Damien Deroubaix: L’esprit de notre temps
Le Musée de l’Abbaye Sainte-Croix, Les Sables d’Olonne, France
Until September 27
Andrei Rabodzeenko: Technotropic Romance
Loyola University Museum of Art, Chicago
Until August 2
The lawyer defending Allan Ginsberg and The Howl against charges of obscenity claimed that the poet was inspired by the Book of Job. Sci-fi role-playing game Zenogears invokes the Bible with its “Goddamn Babel Tower Level.” Version 1.18 of Tower of Babel game for Androids features the Seal of Power that prevents God’s Wrath from interrupting Enchanted Hammers. Steampunk artists too are aficionados of Babel. And Mammon casts as dark a shadow today as ever. The triad of Babel, Mammon, and Job is synonymous with questions that humans have been asking for millennia—questions about ignorance and suffering, faith and pride, ambition and greed. And above all, about divine power.
Lots of people steer clear of these deep waters. Yet the ways each generation explores them feed the zeitgeist, or spirt of the times. Visual artists who set out on such explorations lend aesthetic forms to the zeitgeist by creating works that engage, challenge, and disturb viewers. Andrei Rabozeenko and Damien Deroubaix do exactly this in their exhibitions, Technotropic Romance and L’esprit de Notre Temps (The Spirit of Our Times).

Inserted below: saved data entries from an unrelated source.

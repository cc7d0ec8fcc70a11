// CLI module for sndtag
//
// Command-line front end over the library: argument parsing, parser options,
// and output formatting. Only compiled into the binary.

pub mod commands;
pub mod config;
pub mod output;

pub use commands::{command_detect, command_read};
pub use config::{Commands, Config, OutputFormat};
pub use output::OutputFormatter;
// Container detection from the magic prefix

use std::fmt;
use std::io::Read;

use serde::Serialize;

use crate::error::{Error, Result};
use crate::id3::{read_legacy_tags, Id3v1Tag};
use crate::metadata::Metadata;
use crate::options::ParseOptions;
use crate::riff::{ids, ContainerWalker};
use crate::utils::io::read_array;

/// The kind of tag data a stream starts with.
///
/// Returned by [`sniff`] once the magic bytes are consumed; [`read`](Self::read)
/// parses the rest of the same stream.
#[derive(Debug, Clone, Copy, PartialEq, Eq, Serialize)]
pub enum TagFormat {
    /// `RIFF` container, read chunk by chunk.
    Riff,
    /// Bare ID3v1 block starting with `TAG`.
    LegacyTag,
}

impl TagFormat {
    pub fn name(&self) -> &'static str {
        match self {
            TagFormat::Riff => "RIFF",
            TagFormat::LegacyTag => "ID3v1",
        }
    }

    /// Parse the remainder of a stream this format was sniffed from.
    pub fn read<R: Read>(self, reader: &mut R, options: &ParseOptions) -> Result<Metadata> {
        match self {
            TagFormat::Riff => ContainerWalker::new(options).parse(reader),
            TagFormat::LegacyTag => read_legacy_tags(reader),
        }
    }
}

impl fmt::Display for TagFormat {
    fn fmt(&self, f: &mut fmt::Formatter<'_>) -> fmt::Result {
        f.write_str(self.name())
    }
}

/// Identify the stream from its first bytes.
///
/// Reads 3 bytes, plus a 4th when they spell `RIF`. Nothing more is consumed,
/// and the stream cannot be rewound, so a failed sniff ends the stream's use.
pub fn sniff<R: Read + ?Sized>(reader: &mut R) -> Result<TagFormat> {
    let header = read_array::<_, 3>(reader)?;

    if &header == Id3v1Tag::TAG_ID {
        return Ok(TagFormat::LegacyTag);
    }

    if header == ids::RIFF.as_bytes()[..3] {
        let [last] = read_array::<_, 1>(reader)?;
        if last != ids::RIFF.as_bytes()[3] {
            let mut observed = header.to_vec();
            observed.push(last);
            return Err(Error::UnrecognizedHeader(observed));
        }
        return Ok(TagFormat::Riff);
    }

    Err(Error::UnrecognizedHeader(header.to_vec()))
}
// Shared byte and text helpers
pub mod encoding;
pub mod io;
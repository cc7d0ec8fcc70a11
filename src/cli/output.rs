// Output formatting for CLI

use std::io::Write;

use sndtag::Metadata;

use crate::cli::OutputFormat;

/// Format and output data
pub struct OutputFormatter {
    format: OutputFormat,
    quiet: bool,
}

impl OutputFormatter {
    pub fn new(format: OutputFormat, quiet: bool) -> Self {
        Self { format, quiet }
    }

    /// Output one file's metadata
    pub fn output_metadata(&self, file: &str, metadata: &Metadata, writer: &mut dyn Write) -> anyhow::Result<()> {
        match self.format {
            OutputFormat::Pretty => {
                writeln!(writer, "{}", serde_json::to_string_pretty(&Self::document(file, metadata))?)?;
            }
            OutputFormat::Json => {
                writeln!(writer, "{}", serde_json::to_string(&Self::document(file, metadata))?)?;
            }
            OutputFormat::KeyValue => {
                writeln!(writer, "file: {}", file)?;
                for (key, value) in metadata {
                    writeln!(writer, "{}: {}", key, value)?;
                }
                writeln!(writer)?;
            }
            OutputFormat::Table => {
                self.output_table(file, metadata, writer)?;
            }
        }
        Ok(())
    }

    fn document(file: &str, metadata: &Metadata) -> serde_json::Value {
        serde_json::json!({
            "file": file,
            "metadata": metadata,
        })
    }

    /// Output as table
    fn output_table(&self, file: &str, metadata: &Metadata, writer: &mut dyn Write) -> anyhow::Result<()> {
        let max_key_len = metadata.iter().map(|(k, _)| k.len()).max().unwrap_or(0);
        let rule = "=".repeat(max_key_len + 30);

        writeln!(writer, "{}", file)?;
        writeln!(writer, "{}", rule)?;
        for (key, value) in metadata {
            writeln!(writer, "{:<width$}{}", format!("{}:", key), value, width = max_key_len + 2)?;
        }
        writeln!(writer, "{}", rule)?;
        Ok(())
    }

    /// Print error message
    pub fn print_error(&self, message: &str) {
        eprintln!("✗ {}", message);
    }

    /// Print info message
    pub fn print_info(&self, message: &str) {
        if !self.quiet {
            println!("  {}", message);
        }
    }
}
//! sndtag - read tags from audio files.
//!
//! A stream is identified by its first bytes, then read forward only:
//!
//! - `RIFF....WAVE` containers are walked chunk by chunk. The PCM `fmt `
//!   chunk and `LIST/INFO` text fields are decoded, sample data is skipped
//!   without being buffered.
//! - A bare ID3v1 block (`TAG...`) is decoded field by field.
//!
//! ```
//! let mut wav = b"RIFF\x1c\x00\x00\x00WAVEfmt \x10\x00\x00\x00".to_vec();
//! wav.extend_from_slice(&[1, 0, 2, 0, 0x44, 0xac, 0, 0, 0x10, 0xb1, 2, 0, 4, 0, 16, 0]);
//!
//! let metadata = sndtag::read_tags(&wav[..])?;
//! assert_eq!(metadata.get("SampleRate")?, "44100");
//! # Ok::<(), sndtag::Error>(())
//! ```

use std::fs::File;
use std::io::{BufReader, Read};
use std::path::Path;

use tracing::debug;

mod error;
mod fourcc;
pub mod id3;
mod metadata;
mod options;
pub mod riff;
mod sniff;
mod utils;

#[cfg(test)]
mod testing;

pub use error::{Error, Result};
pub use fourcc::FourCC;
pub use id3::read_legacy_tags;
pub use metadata::{Iter, Metadata};
pub use options::{ParseOptions, UnknownChunkPolicy};
pub use riff::{ContainerWalker, FormatDescriptor};
pub use sniff::{sniff, TagFormat};

/// Read the tags of a stream with the default (strict) options.
pub fn read_tags<R: Read>(reader: R) -> Result<Metadata> {
    read_tags_with(reader, &ParseOptions::default())
}

/// Sniff the stream's format, then read its tags.
pub fn read_tags_with<R: Read>(mut reader: R, options: &ParseOptions) -> Result<Metadata> {
    let format = sniff(&mut reader)?;
    debug!(%format, "detected tag format");
    format.read(&mut reader, options)
}

/// Open `path` and read its tags.
pub fn read_tags_from_path<P: AsRef<Path>>(path: P, options: &ParseOptions) -> Result<Metadata> {
    let file = File::open(path.as_ref())?;
    read_tags_with(BufReader::new(file), options)
}

/// Open `path` and report which tag format it starts with.
pub fn detect_path<P: AsRef<Path>>(path: P) -> Result<TagFormat> {
    let mut reader = BufReader::new(File::open(path.as_ref())?);
    sniff(&mut reader)
}
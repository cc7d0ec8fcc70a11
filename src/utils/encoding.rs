// Text decoding for fixed-width and NUL-terminated tag strings

use encoding_rs::WINDOWS_1252;

/// Decode a NUL-terminated Latin-1 string.
///
/// Bytes after the first NUL are ignored, and surrounding whitespace is
/// trimmed. ISO-8859-1 is decoded as Windows-1252, which is a superset for
/// every printable character.
pub fn decode_latin1(bytes: &[u8]) -> String {
    let end = bytes.iter().position(|&b| b == 0).unwrap_or(bytes.len());
    WINDOWS_1252.decode(&bytes[..end]).0.trim().to_string()
}
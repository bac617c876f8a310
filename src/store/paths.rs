//! Hierarchical path interning.
//!
//! A path is stored as a chain of `(name, parent)` nodes hanging off the root
//! row, so shared prefixes are stored once.

use super::rows::{query_one, PathNode};
use super::{Store, ROOT_PATH_ID};
use crate::error::{Error, Result, StorageContext};
use crate::index::types::PathId;
use rusqlite::{params, OptionalExtension};
use std::path::{Component, Path};

/// Deeper chains can only come from a cycle in the parent links.
const MAX_PATH_DEPTH: usize = 4096;

/// Segment names of a path, ignoring the root, `.` and prefix components.
///
/// Names are stored as text, so a segment that is not valid UTF-8 is an
/// `InvalidArgument` rather than a lossy approximation that could alias
/// another path.
pub fn path_segments(path: &Path) -> Result<Vec<String>> {
    path.components()
        .filter_map(|c| match c {
            Component::Normal(name) => Some(name),
            _ => None,
        })
        .map(|name| {
            name.to_str().map(str::to_owned).ok_or_else(|| {
                Error::InvalidArgument(format!(
                    "path segment is not valid UTF-8: {}",
                    name.to_string_lossy()
                ))
            })
        })
        .collect()
}

impl Store {
    /// Walk the segments from the root, creating missing nodes, and return
    /// the id of the last one. An empty slice yields the root.
    pub fn get_or_create_path_id<S: AsRef<str>>(&mut self, segments: &[S]) -> Result<PathId> {
        let mut current = ROOT_PATH_ID;
        for segment in segments {
            current = self.child_id(current, segment.as_ref())?;
        }
        Ok(current)
    }

    /// Convenience wrapper over [`Store::get_or_create_path_id`].
    pub fn path_id_for(&mut self, path: &Path) -> Result<PathId> {
        self.get_or_create_path_id(&path_segments(path)?)
    }

    fn child_id(&mut self, parent: PathId, name: &str) -> Result<PathId> {
        let key = (parent, name.to_owned());
        if let Some(&id) = self.segments.get(&key) {
            return Ok(id);
        }

        let existing: Option<PathId> = self
            .conn
            .prepare_cached("SELECT id FROM path WHERE name = ?1 AND parent = ?2")
            .during("looking up path segment")?
            .query_row(params![name, parent], |row| row.get(0))
            .optional()
            .during("looking up path segment")?;

        let id = match existing {
            Some(id) => id,
            None => {
                self.conn
                    .prepare_cached("INSERT INTO path (name, parent) VALUES (?1, ?2)")
                    .during("creating path segment")?
                    .execute(params![name, parent])
                    .during("creating path segment")?;
                self.conn.last_insert_rowid()
            }
        };

        self.segments.put(key, id);
        Ok(id)
    }

    pub fn path_node(&self, id: PathId) -> Result<Option<PathNode>> {
        query_one(
            &self.conn,
            "SELECT id, name, parent FROM path WHERE id = ?1",
            params![id],
            "reading path node",
        )
    }

    /// Rebuild `"/a/b/c"` from a leaf node id. The root alone renders as `"/"`.
    pub fn build_path_string(&self, node_id: PathId) -> Result<String> {
        let mut node = self
            .path_node(node_id)?
            .ok_or_else(|| Error::not_found("path node", node_id))?;

        let mut names = Vec::new();
        while let Some(parent) = node.parent.filter(|&p| p > 0) {
            if names.len() >= MAX_PATH_DEPTH {
                return Err(Error::DataCorruption(format!(
                    "path node {node_id} has a cyclic parent chain"
                )));
            }
            let child = node.id;
            names.push(node.name);
            node = self.path_node(parent)?.ok_or_else(|| {
                Error::DataCorruption(format!(
                    "path node {child} references missing parent {parent}"
                ))
            })?;
        }

        if names.is_empty() {
            return Ok("/".to_string());
        }
        let mut out = String::new();
        for name in names.iter().rev() {
            out.push('/');
            out.push_str(name);
        }
        Ok(out)
    }
}

#[cfg(test)]
mod tests {
    use super::*;
    use crate::store::Table;
    use crate::ErrorKind;

    #[test]
    fn test_segments_skip_root_and_curdir() {
        assert_eq!(
            path_segments(Path::new("/tmp/./a.txt")).unwrap(),
            vec!["tmp", "a.txt"]
        );
        assert!(path_segments(Path::new("/")).unwrap().is_empty());
    }

    #[cfg(unix)]
    #[test]
    fn test_non_utf8_segment_rejected() {
        use std::ffi::OsStr;
        use std::os::unix::ffi::OsStrExt;

        let mut store = Store::open_in_memory().unwrap();
        for name in [&b"x\xff"[..], &b"x\xfe"[..]] {
            let path = Path::new("/tmp").join(OsStr::from_bytes(name));
            let err = path_segments(&path).unwrap_err();
            assert_eq!(err.kind(), ErrorKind::InvalidArgument);
            assert_eq!(store.path_id_for(&path).unwrap_err().kind(), ErrorKind::InvalidArgument);
        }
        // Nothing was interned for the rejected paths
        assert_eq!(store.count_rows(Table::Path).unwrap(), 1);
    }

    #[test]
    fn test_round_trip() {
        let mut store = Store::open_in_memory().unwrap();
        let cases: &[&[&str]] = &[
            &["tmp", "a.txt"],
            &["home", "user", "src", "main.rs"],
            &["single"],
            &["with space", "ünïcode", "x"],
        ];
        for segments in cases {
            let id = store.get_or_create_path_id(segments).unwrap();
            assert_eq!(
                store.build_path_string(id).unwrap(),
                format!("/{}", segments.join("/"))
            );
        }
    }

    #[test]
    fn test_shared_prefix_interned_once() {
        let mut store = Store::open_in_memory().unwrap();
        let a = store.get_or_create_path_id(&["usr", "lib", "a"]).unwrap();
        let b = store.get_or_create_path_id(&["usr", "lib", "b"]).unwrap();
        let a_again = store.get_or_create_path_id(&["usr", "lib", "a"]).unwrap();

        assert_ne!(a, b);
        assert_eq!(a, a_again);
        // root + usr + lib + a + b
        assert_eq!(store.count_rows(Table::Path).unwrap(), 5);
    }

    #[test]
    fn test_same_name_under_different_parents() {
        let mut store = Store::open_in_memory().unwrap();
        let x = store.get_or_create_path_id(&["a", "same"]).unwrap();
        let y = store.get_or_create_path_id(&["b", "same"]).unwrap();
        assert_ne!(x, y);
        assert_eq!(store.build_path_string(y).unwrap(), "/b/same");
    }

    #[test]
    fn test_root_renders_as_slash() {
        let mut store = Store::open_in_memory().unwrap();
        let empty: [&str; 0] = [];
        assert_eq!(store.get_or_create_path_id(&empty).unwrap(), ROOT_PATH_ID);
        assert_eq!(store.build_path_string(ROOT_PATH_ID).unwrap(), "/");
    }

    #[test]
    fn test_unknown_node_is_not_found() {
        let store = Store::open_in_memory().unwrap();
        let err = store.build_path_string(424242).unwrap_err();
        assert_eq!(err.kind(), ErrorKind::NotFound);
    }

    #[test]
    fn test_missing_parent_is_corruption() {
        let store = Store::open_in_memory().unwrap();
        store
            .conn()
            .execute_batch(
                "PRAGMA foreign_keys = OFF;
                 INSERT INTO path (id, name, parent) VALUES (50, 'orphan', 49);",
            )
            .unwrap();
        let err = store.build_path_string(50).unwrap_err();
        assert_eq!(err.kind(), ErrorKind::DataCorruption);
    }

    #[test]
    fn test_cycle_is_corruption() {
        let store = Store::open_in_memory().unwrap();
        store
            .conn()
            .execute_batch(
                "PRAGMA foreign_keys = OFF;
                 INSERT INTO path (id, name, parent) VALUES (60, 'a', 61);
                 INSERT INTO path (id, name, parent) VALUES (61, 'b', 60);",
            )
            .unwrap();
        let err = store.build_path_string(60).unwrap_err();
        assert_eq!(err.kind(), ErrorKind::DataCorruption);
    }
}
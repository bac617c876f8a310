//! Match rows: invalidation, the transactional flush, and lookups.

use super::documents::{intern_word, lookup_word_id};
use super::rows::{query_all, MatchRow};
use super::Store;
use crate::error::{Error, Result, StorageContext};
use crate::index::accumulator::Accumulator;
use crate::index::types::{DocId, FlushStats, WordId, WordStat};
use rusqlite::params;
use rustc_hash::FxHashMap;
use tracing::debug;

const UPSERT_MATCH: &str = "
    INSERT INTO matches (word_id, doc_id, count, avg_position)
    VALUES (?1, ?2, ?3, ?4)
    ON CONFLICT (word_id, doc_id) DO UPDATE SET
        count = excluded.count,
        avg_position = excluded.avg_position";

const SELECT_MATCHES: &str = "
    SELECT m.word_id AS word_id, m.doc_id AS doc_id, d.kind AS kind,
           m.count AS count, m.avg_position AS avg_position
    FROM matches m
    JOIN doc d ON d.id = m.doc_id
    WHERE m.word_id = ?1
    ORDER BY m.doc_id";

impl Store {
    /// Delete every match of a document. Returns the number of rows removed.
    pub fn invalidate(&self, doc_id: DocId) -> Result<usize> {
        self.conn
            .prepare_cached("DELETE FROM matches WHERE doc_id = ?1")
            .during("invalidating matches")?
            .execute(params![doc_id])
            .during("invalidating matches")
    }

    /// Drain the accumulator into match rows in a single transaction.
    ///
    /// On failure nothing is written; the drained entries are lost and the
    /// run has to be repeated.
    pub fn flush(&mut self, accumulator: &mut Accumulator) -> Result<FlushStats> {
        let stats = accumulator.drain();
        self.write_matches(&stats)
    }

    /// Upsert one match row per entry, all or nothing.
    pub fn write_matches(&mut self, stats: &[WordStat]) -> Result<FlushStats> {
        let tx = self.conn.transaction().during("starting flush")?;
        let mut flushed = FlushStats::default();
        let mut word_ids: FxHashMap<&str, WordId> = FxHashMap::default();

        {
            let mut upsert = tx.prepare_cached(UPSERT_MATCH).during("writing matches")?;
            for stat in stats.iter().filter(|s| s.count > 0) {
                let word_id = match word_ids.get(stat.word.as_str()) {
                    Some(&id) => id,
                    None => {
                        let (id, created) = intern_word(&tx, &stat.word)?;
                        if created {
                            flushed.words_created += 1;
                        }
                        word_ids.insert(&stat.word, id);
                        id
                    }
                };
                upsert
                    .execute(params![
                        word_id,
                        stat.doc_id,
                        stat.count as i64,
                        stat.avg_position() as i64
                    ])
                    .during("writing matches")?;
                flushed.matches_written += 1;
            }
        }

        tx.commit().during("committing flush")?;
        debug!(
            matches = flushed.matches_written,
            words = flushed.words_created,
            "flush committed"
        );
        Ok(flushed)
    }

    /// Every match of a word, with the kind of each document.
    ///
    /// A word that was never indexed is `NotFound`; a known word whose
    /// matches were all invalidated yields an empty list.
    pub fn find_matches(&self, word: &str) -> Result<Vec<MatchRow>> {
        let word_id = lookup_word_id(&self.conn, word)?
            .ok_or_else(|| Error::not_found("word", word))?;
        query_all(&self.conn, SELECT_MATCHES, params![word_id], "finding matches")
    }

    pub fn find_documents(&self, word: &str) -> Result<Vec<DocId>> {
        Ok(self
            .find_matches(word)?
            .into_iter()
            .map(|m| m.doc_id)
            .collect())
    }
}
use std::path::PathBuf;

/// Broad failure categories surfaced to callers.
#[derive(Debug, Clone, Copy, PartialEq, Eq)]
pub enum ErrorKind {
    InvalidArgument,
    NotFound,
    IoFailure,
    CapacityExceeded,
    DataCorruption,
}

#[derive(Debug, thiserror::Error)]
pub enum Error {
    #[error("invalid argument: {0}")]
    InvalidArgument(String),

    #[error("{what} not found: {key}")]
    NotFound { what: &'static str, key: String },

    #[error("I/O error on {}: {source}", path.display())]
    Io {
        path: PathBuf,
        #[source]
        source: std::io::Error,
    },

    #[error("storage error while {op}: {source}")]
    Storage {
        op: &'static str,
        #[source]
        source: rusqlite::Error,
    },

    #[error("word table full ({capacity} buckets)")]
    CapacityExceeded { capacity: usize },

    #[error("data corruption: {0}")]
    DataCorruption(String),
}

impl Error {
    pub fn kind(&self) -> ErrorKind {
        match self {
            Error::InvalidArgument(_) => ErrorKind::InvalidArgument,
            Error::NotFound { .. } => ErrorKind::NotFound,
            Error::Io { .. } | Error::Storage { .. } => ErrorKind::IoFailure,
            Error::CapacityExceeded { .. } => ErrorKind::CapacityExceeded,
            Error::DataCorruption(_) => ErrorKind::DataCorruption,
        }
    }

    pub(crate) fn not_found(what: &'static str, key: impl ToString) -> Self {
        Error::NotFound {
            what,
            key: key.to_string(),
        }
    }

    pub(crate) fn io(path: impl Into<PathBuf>, source: std::io::Error) -> Self {
        Error::Io {
            path: path.into(),
            source,
        }
    }
}

pub type Result<T> = std::result::Result<T, Error>;

/// Attaches the logical operation to a storage failure.
pub(crate) trait StorageContext<T> {
    fn during(self, op: &'static str) -> Result<T>;
}

impl<T> StorageContext<T> for std::result::Result<T, rusqlite::Error> {
    fn during(self, op: &'static str) -> Result<T> {
        self.map_err(|source| Error::Storage { op, source })
    }
}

After seeing a show of paintings by Chicago-based artist Andrei Rabozeenko last winter and visiting his studio, Loyola’s museum director Pamela Ambrose invited the artist to exhibit work in LUMA’s gallery for works on paper. His oil paintings incarnate enigmatic visions. They’re made luminous by abundant gold and the palette of stained glass. Rabozeenko’s Soviet education is on display in his paintings. He offsets the rigor and classical elegance of academic technique with visual narratives and flourishes of wit that spring from a probing mind and fertile imagination.
The bodies of work grouped as Archetypes and Metaphysics in Rabozeenko’s winter show suggested two wholly distinct visual idioms. Technotropic Romance’s works—26 works in chalk, charcoal, and tempera on brown paper and cardboard—presents a third idiom. Here the artist delves into questions about the human capacity to be captivated by knowledge and belief, activity and accomplishment.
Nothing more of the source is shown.